It pays to be the anti-Black scold on sports television.  

Haskins was cut last week after just over a year of poor performance on and off the field for the Washington Football team. When pictures surfaced of him partying at a strip club without a mask (violating NFL COVID-19 safety protocols for a second time) the team was done with him. While the sports commentariat mostly focused on Haskins’s wasted potential, McFarland saw Haskins as an indictment of most Black men in the league.

“It bothers me because a lot of it is the young African-American player. They come in and they don’t take this as a business. It is still a game to them. This ain’t football. This is a billion-dollar business.

I saw a quarterback do it. I saw JaMarcus Russell do it. The No. 1 pick in the draft, they gave him $40 million, and he threw it down the damn drain because he didn’t take it seriously.

They come in (to the league) saying ‘how can I build my brand better? How can I build my social media following better? How can I work out on Instagram and show everybody that I’m ready to go, but when I get to the game, I don’t perform?”

Before we go further, I just want to point out that it’s hard for me to take anything seriously from a grown man that allows himself to be called “Booger” on national television. I don’t care if that’s the nickname his father gave him or if it was bestowed upon him by a Yoruba priest after days of meditation or it’s a family name (Meet the Boogers sounds like a reality show on ID Discovery) no self-respecting grown man should be referring to themselves by coagulated snot on television.

McFarland was dragged like a menthol Kool cigarette after a barbecue for his take, continuing in a long line of memes and jokes about his poor analytical skills. However, those criticisms don’t really take into account what role McFarland was playing.

There is a certain subset of African American sports announcers, anchors and analysts who are always ready to spring into action and give a Black face to ‘sports’ opinions held by racist white fans.

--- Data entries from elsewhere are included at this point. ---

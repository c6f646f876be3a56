//! Statement classification
//!
//! Tags a trimmed statement with the [`StatementKind`] the executors dispatch
//! on. Classification is a pure function of the text, so results are kept in
//! a bounded cache keyed by that text.

use lru::LruCache;
use serde::{Deserialize, Serialize};
use std::num::NonZeroUsize;
use std::sync::Mutex;

use super::scanner::{self, starts_with_word};

/// Default number of statements the classifier remembers
pub const DEFAULT_CLASSIFIER_CAPACITY: usize = 512;

#[derive(Debug, Clone, Copy, PartialEq, Eq, Hash, Serialize, Deserialize)]
pub enum StatementKind {
    Empty,
    BraceOnly,
    ReturnVoid,
    ReturnValue,
    Break,
    Continue,
    Throw,
    ForHeader,
    WhileHeader,
    IfHeader,
    TryHeader,
    FunctionDecl,
    VarDecl,
    AccumulatorWrite,
    Increment,
    Decrement,
    CompoundAssign,
    ArrayElementAssign,
    Assignment,
    Call,
    Other,
}

pub struct StatementClassifier {
    accumulator: String,
    /// `None` when the capacity is zero. Reads use `peek`, so eviction
    /// stays oldest-inserted first.
    cache: Option<Mutex<LruCache<String, StatementKind>>>,
}

impl StatementClassifier {
    pub fn new(accumulator: impl Into<String>, capacity: usize) -> Self {
        Self {
            accumulator: accumulator.into(),
            cache: NonZeroUsize::new(capacity).map(|cap| Mutex::new(LruCache::new(cap))),
        }
    }

    /// Classify a statement, consulting the cache first.
    pub fn classify(&self, text: &str) -> StatementKind {
        let text = text.trim();
        // a poisoned cache only costs us the memoization
        let Some(Ok(mut cache)) = self.cache.as_ref().map(|c| c.lock()) else {
            return classify_text(text, &self.accumulator);
        };
        if let Some(kind) = cache.peek(text) {
            return *kind;
        }
        let kind = classify_text(text, &self.accumulator);
        cache.push(text.to_string(), kind);
        kind
    }

    pub fn cached_len(&self) -> usize {
        self.cache
            .as_ref()
            .and_then(|c| c.lock().ok().map(|c| c.len()))
            .unwrap_or(0)
    }

    /// Whether `text` has a cached classification. Does not touch eviction order.
    pub fn is_cached(&self, text: &str) -> bool {
        self.cache
            .as_ref()
            .and_then(|c| c.lock().ok().map(|c| c.contains(text.trim())))
            .unwrap_or(false)
    }

    pub fn capacity(&self) -> usize {
        self.cache
            .as_ref()
            .and_then(|c| c.lock().ok().map(|c| c.cap().get()))
            .unwrap_or(0)
    }
}

impl Default for StatementClassifier {
    fn default() -> Self {
        Self::new("tR", DEFAULT_CLASSIFIER_CAPACITY)
    }
}

/// Uncached classification, in priority order.
pub fn classify_text(text: &str, accumulator: &str) -> StatementKind {
    let text = text.trim();
    let body = text.trim_end_matches(';').trim_end();

    if body.is_empty() {
        return StatementKind::Empty;
    }
    if body
        .chars()
        .all(|c| c == '{' || c == '}' || c == ';' || c.is_whitespace())
    {
        return StatementKind::BraceOnly;
    }

    if starts_with_word(body, "return") {
        return if body["return".len()..].trim().is_empty() {
            StatementKind::ReturnVoid
        } else {
            StatementKind::ReturnValue
        };
    }
    if starts_with_word(body, "break") {
        return StatementKind::Break;
    }
    if starts_with_word(body, "continue") {
        return StatementKind::Continue;
    }
    if starts_with_word(body, "throw") {
        return StatementKind::Throw;
    }

    if starts_with_word(body, "for") {
        return StatementKind::ForHeader;
    }
    if starts_with_word(body, "while") {
        return StatementKind::WhileHeader;
    }
    if starts_with_word(body, "if") {
        return StatementKind::IfHeader;
    }
    if starts_with_word(body, "try") {
        return StatementKind::TryHeader;
    }

    if starts_with_word(body, "function")
        || (starts_with_word(body, "async")
            && starts_with_word(body["async".len()..].trim_start(), "function"))
    {
        return StatementKind::FunctionDecl;
    }

    if ["let", "const", "var"]
        .iter()
        .any(|kw| starts_with_word(body, kw))
    {
        return StatementKind::VarDecl;
    }

    if starts_with_word(body, accumulator) {
        let rest = body[accumulator.len()..].trim_start();
        if rest.starts_with("+=") || (rest.starts_with('=') && !rest.starts_with("==")) {
            return StatementKind::AccumulatorWrite;
        }
    }

    if body.ends_with("++") || body.starts_with("++") {
        return StatementKind::Increment;
    }
    if body.ends_with("--") || body.starts_with("--") {
        return StatementKind::Decrement;
    }

    if let Some((idx, op)) = scanner::find_assignment(body) {
        if op.is_some() {
            return StatementKind::CompoundAssign;
        }
        let target = body[..idx].trim_end();
        return if target.ends_with(']') {
            StatementKind::ArrayElementAssign
        } else {
            StatementKind::Assignment
        };
    }

    if body.ends_with(')') && body.contains('(') {
        return StatementKind::Call;
    }

    StatementKind::Other
}
mod helpers;
mod render_tests;
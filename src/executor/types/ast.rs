//! Expression AST node types

use serde::{Deserialize, Serialize};

use super::values::Val;

/// Binary operators shared by the tree walker, the bytecode VM and compound assignment
#[derive(Debug, Clone, Copy, PartialEq, Eq, Hash, Serialize, Deserialize)]
pub enum BinaryOp {
    Add,
    Sub,
    Mul,
    Div,
    Mod,
    Pow,
    Eq,
    Ne,
    StrictEq,
    StrictNe,
    Lt,
    Le,
    Gt,
    Ge,
    BitAnd,
    BitOr,
    BitXor,
    Shl,
    Shr,
}

impl BinaryOp {
    /// The operator for a compound assignment character (`+=` → `Add`)
    pub fn from_compound(c: u8) -> Option<BinaryOp> {
        match c {
            b'+' => Some(BinaryOp::Add),
            b'-' => Some(BinaryOp::Sub),
            b'*' => Some(BinaryOp::Mul),
            b'/' => Some(BinaryOp::Div),
            b'%' => Some(BinaryOp::Mod),
            _ => None,
        }
    }

    pub fn symbol(&self) -> &'static str {
        match self {
            BinaryOp::Add => "+",
            BinaryOp::Sub => "-",
            BinaryOp::Mul => "*",
            BinaryOp::Div => "/",
            BinaryOp::Mod => "%",
            BinaryOp::Pow => "**",
            BinaryOp::Eq => "==",
            BinaryOp::Ne => "!=",
            BinaryOp::StrictEq => "===",
            BinaryOp::StrictNe => "!==",
            BinaryOp::Lt => "<",
            BinaryOp::Le => "<=",
            BinaryOp::Gt => ">",
            BinaryOp::Ge => ">=",
            BinaryOp::BitAnd => "&",
            BinaryOp::BitOr => "|",
            BinaryOp::BitXor => "^",
            BinaryOp::Shl => "<<",
            BinaryOp::Shr => ">>",
        }
    }
}

#[derive(Debug, Clone, Copy, PartialEq, Eq, Serialize, Deserialize)]
pub enum UnaryOp {
    Neg,
    Plus,
    Not,
    BitNot,
    Typeof,
}

#[derive(Debug, Clone, Copy, PartialEq, Eq, Serialize, Deserialize)]
pub enum LogicalOp {
    And,
    Or,
    Nullish,
}

/// Piece of a template literal
#[derive(Debug, Clone, PartialEq, Serialize, Deserialize)]
#[serde(tag = "t")]
pub enum TemplatePart {
    Text { v: String },
    Expr { e: Expr },
}

/// Body of an arrow function
#[derive(Debug, Clone, PartialEq, Serialize, Deserialize)]
#[serde(tag = "t")]
pub enum ArrowBody {
    /// `x => x * 2`
    Expr { e: Box<Expr> },
    /// `x => { ... }`, kept as source and parsed by the statement parser when called
    Block { source: String },
}

/// Expression AST node
#[derive(Debug, Clone, PartialEq, Serialize, Deserialize)]
#[serde(tag = "t")]
pub enum Expr {
    Lit {
        v: Val,
    },
    Ident {
        name: String,
    },
    Array {
        elements: Vec<Expr>,
    },
    Object {
        props: Vec<(String, Expr)>,
    },
    Template {
        parts: Vec<TemplatePart>,
    },
    Member {
        object: Box<Expr>,
        property: String,
        /// `?.` access: yields undefined instead of faulting on a nullish object
        optional: bool,
    },
    Index {
        object: Box<Expr>,
        index: Box<Expr>,
    },
    Call {
        callee: Box<Expr>,
        args: Vec<Expr>,
    },
    New {
        class: String,
        args: Vec<Expr>,
    },
    Unary {
        op: UnaryOp,
        operand: Box<Expr>,
    },
    Binary {
        op: BinaryOp,
        left: Box<Expr>,
        right: Box<Expr>,
    },
    Logical {
        op: LogicalOp,
        left: Box<Expr>,
        right: Box<Expr>,
    },
    Conditional {
        test: Box<Expr>,
        consequent: Box<Expr>,
        alternate: Box<Expr>,
    },
    Assign {
        target: Box<Expr>,
        /// Compound operator (`+=` → `Some(Add)`)
        op: Option<BinaryOp>,
        value: Box<Expr>,
    },
    Update {
        target: Box<Expr>,
        /// +1 for `++`, -1 for `--`
        delta: i64,
        prefix: bool,
    },
    Arrow {
        params: Vec<String>,
        body: ArrowBody,
    },
}

impl Expr {
    /// True for expressions that can appear on the left of `=`.
    pub fn is_assignable(&self) -> bool {
        matches!(
            self,
            Expr::Ident { .. } | Expr::Member { .. } | Expr::Index { .. }
        )
    }
}
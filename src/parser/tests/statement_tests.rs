use std::sync::Arc;

use crate::parser::statements::{join_statement_list, parse_loop_header};
use crate::parser::{
    parse_binding, Binding, LoopKind, ParseFailure, SourceStatement, Statement, StatementClassifier,
    StatementKind, StatementParser,
};

fn parser() -> StatementParser {
    StatementParser::new(Arc::new(StatementClassifier::default()))
}

fn parse(code: &str) -> Vec<Statement> {
    parser().parse_statements(code).expect("parse failed")
}

fn simple(text: &str, kind: StatementKind) -> Statement {
    Statement::Simple(SourceStatement {
        text: text.to_string(),
        kind,
        line: 0,
    })
}

/* ===================== Simple Statements ===================== */

#[test]
fn test_split_on_semicolons_and_newlines() {
    let statements = parse("let a = 1; a++\ntR += a;");
    assert_eq!(
        statements,
        vec![
            simple("let a = 1", StatementKind::VarDecl),
            simple("a++", StatementKind::Increment),
            simple("tR += a", StatementKind::AccumulatorWrite),
        ]
    );
}

#[test]
fn test_continuation_lines_stay_together() {
    let statements = parse("let s = a +\n  b\nlet t = items\n  .map(x => x)");
    assert_eq!(statements.len(), 2);
    assert_eq!(statements[0], simple("let s = a +\n  b", StatementKind::VarDecl));
}

#[test]
fn test_semicolon_inside_string_does_not_split() {
    let statements = parse("let s = 'a;b'; f(';')");
    assert_eq!(statements.len(), 2);
    assert_eq!(statements[0], simple("let s = 'a;b'", StatementKind::VarDecl));
}

#[test]
fn test_line_numbers_recorded() {
    let statements = parse("a = 1\n\nb = 2");
    match &statements[1] {
        Statement::Simple(s) => assert_eq!(s.line, 3),
        other => panic!("expected simple statement, got {:?}", other),
    }
}

/* ===================== Control Flow ===================== */

#[test]
fn test_if_else_chain() {
    let statements = parse("if (a) { x = 1 } else if (b) { x = 2 } else if (c) x = 3; else { x = 4 }");
    assert_eq!(statements.len(), 1);
    let Statement::If(block) = &statements[0] else {
        panic!("expected if, got {:?}", statements[0]);
    };
    assert_eq!(block.condition, "a");
    assert_eq!(block.body, vec![simple("x = 1", StatementKind::Assignment)]);
    assert_eq!(block.else_ifs.len(), 2);
    assert_eq!(block.else_ifs[0].0, "b");
    assert_eq!(block.else_ifs[1].0, "c");
    assert_eq!(block.else_ifs[1].1, vec![simple("x = 3", StatementKind::Assignment)]);
    assert_eq!(block.else_body, Some(vec![simple("x = 4", StatementKind::Assignment)]));
}

#[test]
fn test_if_condition_with_nested_parens_and_strings() {
    let statements = parse("if (f(a) && s === ')') { g() }");
    let Statement::If(block) = &statements[0] else {
        panic!("expected if");
    };
    assert_eq!(block.condition, "f(a) && s === ')'");
}

#[test]
fn test_counted_for_loop() {
    let statements = parse("for (let i = 0; i < 3; i++) { tR += i }");
    let Statement::Loop(block) = &statements[0] else {
        panic!("expected loop");
    };
    assert_eq!(
        block.kind,
        LoopKind::Counted {
            init: Some("let i = 0".to_string()),
            test: Some("i < 3".to_string()),
            update: Some("i++".to_string()),
        }
    );
    assert_eq!(block.body, vec![simple("tR += i", StatementKind::AccumulatorWrite)]);
}

#[test]
fn test_for_of_and_for_in_headers() {
    assert_eq!(
        parse_loop_header("const item of items").unwrap(),
        LoopKind::ForOf {
            binding: Binding::Name("item".to_string()),
            iterable: "items".to_string(),
        }
    );
    assert_eq!(
        parse_loop_header("let [k, v] of Object.entries(o)").unwrap(),
        LoopKind::ForOf {
            binding: Binding::Array(vec!["k".to_string(), "v".to_string()]),
            iterable: "Object.entries(o)".to_string(),
        }
    );
    assert_eq!(
        parse_loop_header("key in obj").unwrap(),
        LoopKind::ForIn {
            binding: Binding::Name("key".to_string()),
            object: "obj".to_string(),
        }
    );
    assert_eq!(
        parse_loop_header(";;").unwrap(),
        LoopKind::Counted {
            init: None,
            test: None,
            update: None,
        }
    );
    assert!(parse_loop_header("x to y").is_err());
    assert!(parse_loop_header("a; b").is_err());
}

#[test]
fn test_while_with_single_statement_body() {
    let statements = parse("while (n > 0) n--");
    let Statement::Loop(block) = &statements[0] else {
        panic!("expected loop");
    };
    assert_eq!(block.kind, LoopKind::While { test: "n > 0".to_string() });
    assert_eq!(block.body, vec![simple("n--", StatementKind::Decrement)]);
}

#[test]
fn test_try_catch_finally() {
    let statements = parse("try { risky() } catch (e) { tR += e } finally { done = true }");
    let Statement::Try(block) = &statements[0] else {
        panic!("expected try");
    };
    assert_eq!(block.body, vec![simple("risky()", StatementKind::Call)]);
    assert_eq!(block.catch_var.as_deref(), Some("e"));
    assert!(block.catch_body.is_some());
    assert_eq!(
        block.finally_body,
        Some(vec![simple("done = true", StatementKind::Assignment)])
    );
}

#[test]
fn test_try_without_catch_binding() {
    let statements = parse("try { a() } catch { b() }");
    let Statement::Try(block) = &statements[0] else {
        panic!("expected try");
    };
    assert_eq!(block.catch_var, None);
    assert!(block.finally_body.is_none());
}

#[test]
fn test_function_declaration() {
    let statements = parse("function add(a, b) { return a + b }\ntR += add(1, 2)");
    assert_eq!(statements.len(), 2);
    let Statement::Function(decl) = &statements[0] else {
        panic!("expected function");
    };
    assert_eq!(decl.name, "add");
    assert_eq!(decl.params, vec!["a".to_string(), "b".to_string()]);
    assert_eq!(decl.body, vec![simple("return a + b", StatementKind::ReturnValue)]);
}

#[test]
fn test_nested_constructs() {
    let statements =
        parse("for (const x of xs) { if (x > 1) { for (;;) { break } } else { continue } }");
    let Statement::Loop(outer) = &statements[0] else {
        panic!("expected loop");
    };
    let Statement::If(inner) = &outer.body[0] else {
        panic!("expected if");
    };
    assert!(matches!(inner.body[0], Statement::Loop(_)));
    assert_eq!(
        inner.else_body,
        Some(vec![simple("continue", StatementKind::Continue)])
    );
}

#[test]
fn test_bare_block_flattens() {
    let statements = parse("{ a = 1; { b = 2 } }");
    assert_eq!(
        statements,
        vec![
            simple("a = 1", StatementKind::Assignment),
            simple("b = 2", StatementKind::Assignment),
        ]
    );
}

/* ===================== Failures ===================== */

#[test]
fn test_structural_failures() {
    let p = parser();
    assert!(matches!(
        p.parse_statements("if (a { b }"),
        Err(ParseFailure::UnmatchedBracket { .. })
    ));
    assert!(matches!(
        p.parse_statements("if a { b }"),
        Err(ParseFailure::MissingCondition { construct: "if" })
    ));
    assert!(matches!(
        p.parse_statements("while (x)"),
        Err(ParseFailure::MissingBody { construct: "while" })
    ));
    assert!(matches!(p.parse_statements("try { a }"), Err(ParseFailure::MissingHandler)));
    assert!(matches!(
        p.parse_statements("else { a }"),
        Err(ParseFailure::Dangling { keyword: "else", .. })
    ));
    assert!(matches!(
        p.parse_statements("a = 1 }"),
        Err(ParseFailure::UnexpectedToken { .. })
    ));
}

#[test]
fn test_nesting_limit() {
    let p = parser().with_max_depth(3);
    assert!(p.parse_statements("if (a) { if (b) { c() } }").is_ok());
    let deep = "if (a) { if (b) { if (c) { if (d) { e() } } } }";
    assert!(matches!(
        p.parse_statements(deep),
        Err(ParseFailure::TooDeep { limit: 3 })
    ));
}

/* ===================== Bindings & Lists ===================== */

#[test]
fn test_parse_binding_forms() {
    let (binding, rest) = parse_binding("x = 1").unwrap();
    assert_eq!(binding, Binding::Name("x".to_string()));
    assert_eq!(rest, "= 1");

    let (binding, _) = parse_binding("{ a, b: c } = o").unwrap();
    assert_eq!(
        binding,
        Binding::Object(vec![
            ("a".to_string(), "a".to_string()),
            ("b".to_string(), "c".to_string()),
        ])
    );
    assert_eq!(binding.names(), vec!["a".to_string(), "c".to_string()]);

    assert!(parse_binding("[a, 1] = o").is_err());
    assert!(parse_binding("1x").is_err());
}

#[test]
fn test_statement_list_rejoins_split_headers() {
    let entries = ["for (let i = 0", "i < 2", "i++) {", "tR += i", "}"];
    assert_eq!(
        join_statement_list(&entries),
        "for (let i = 0; i < 2; i++) {\ntR += i\n}"
    );
    let statements = parser().parse_statement_list(&entries).unwrap();
    assert_eq!(statements.len(), 1);
    assert!(matches!(statements[0], Statement::Loop(_)));
}

#[test]
fn test_statement_list_matches_source_text() {
    let cases: [(&[&str], &str); 3] = [
        (
            &[
                "if (a > 1) {",
                "tR += 'big'",
                "} else if (a > 0) {",
                "tR += 'small'",
                "} else {",
                "tR += 'none'",
                "}",
            ],
            "if (a > 1) { tR += 'big' } else if (a > 0) { tR += 'small' } else { tR += 'none' }",
        ),
        (
            &[
                "try {",
                "risky()",
                "} catch (e) {",
                "tR += e",
                "} finally {",
                "done = true",
                "}",
            ],
            "try { risky() } catch (e) { tR += e } finally { done = true }",
        ),
        (
            &["function wrap(x) {", "if (x) {", "tR += `}${x}`", "}", "}"],
            "function wrap(x) { if (x) { tR += `}${x}` } }",
        ),
    ];
    let parser = parser();
    for (entries, text) in cases {
        let from_list = parser.parse_statement_list(entries).unwrap();
        let from_text = parser.parse_statements(text).unwrap();
        assert_eq!(from_list.len(), 1, "{}", text);
        assert_eq!(from_list, from_text, "{}", text);
    }
}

This doesn’t mean that’s the only thing that these men and women do, or that these opinions are not their own, but the anti-Black sports scold is a mouthpiece nonetheless.

Consider them to be the Diamond and Silk for Joe Sixpack sports fan, who’s resented every Black athlete since Michael Jordan‘s retirement. Need someone to make an uninformed concern trolling attack on Colin Kaepernick and his movement against police brutality? You can always count on Stephen A. Smith to deliver. Need a Black face to criticize other Black colleagues, Black Lives Matter, heck even protests against Trump’s Muslim ban and parrot the inherently racist ‘stick to sports’ mantra? Sage Steele is ready and willing.

Read More: ESPN’s Sage Steele says Black anchors excluded her from ‘race’ special

(Photo: Getty Images)

Of course, the granddaddy of the anti-Black sports scold is Jason Whitlock, who’s gone full Uncle Ruckus, blaming every problem in basketball and football on Black people, (never the nearly 100% white ownership across the various leagues) and essentially going full MAGA by last year.

Whitlock’s relentless attacks on Black people, his shameless bojangling for white conservative patronage (his word not mine) knows no bounds. This is a man who blames Black people for being shot by the police and advocated recruiting “Whites Only” NFL teams. Being the anti-Black sports scold is a lucrative profession if your soul and conscience can deal with it.

This is why countering McFarland’s racist rant about Dwayne Haskins’s failures as a quarterback is almost unnecessary. You can point out that the NFL is dominated by Black athletes, and quarterbacks like Russell Wilson, DeShaun Watson and Patrick Mahomes II, who do not only know the ‘business of football’ but speak out for social justice as well.

Russell Wilson #3 of the Seattle Seahawks warms up before taking on the Green Bay Packers in the NFC Divisional Playoff game at Lambeau Field on January 12, 2020 in Green Bay, Wisconsin. (Photo by Quinn Harris/Getty Images)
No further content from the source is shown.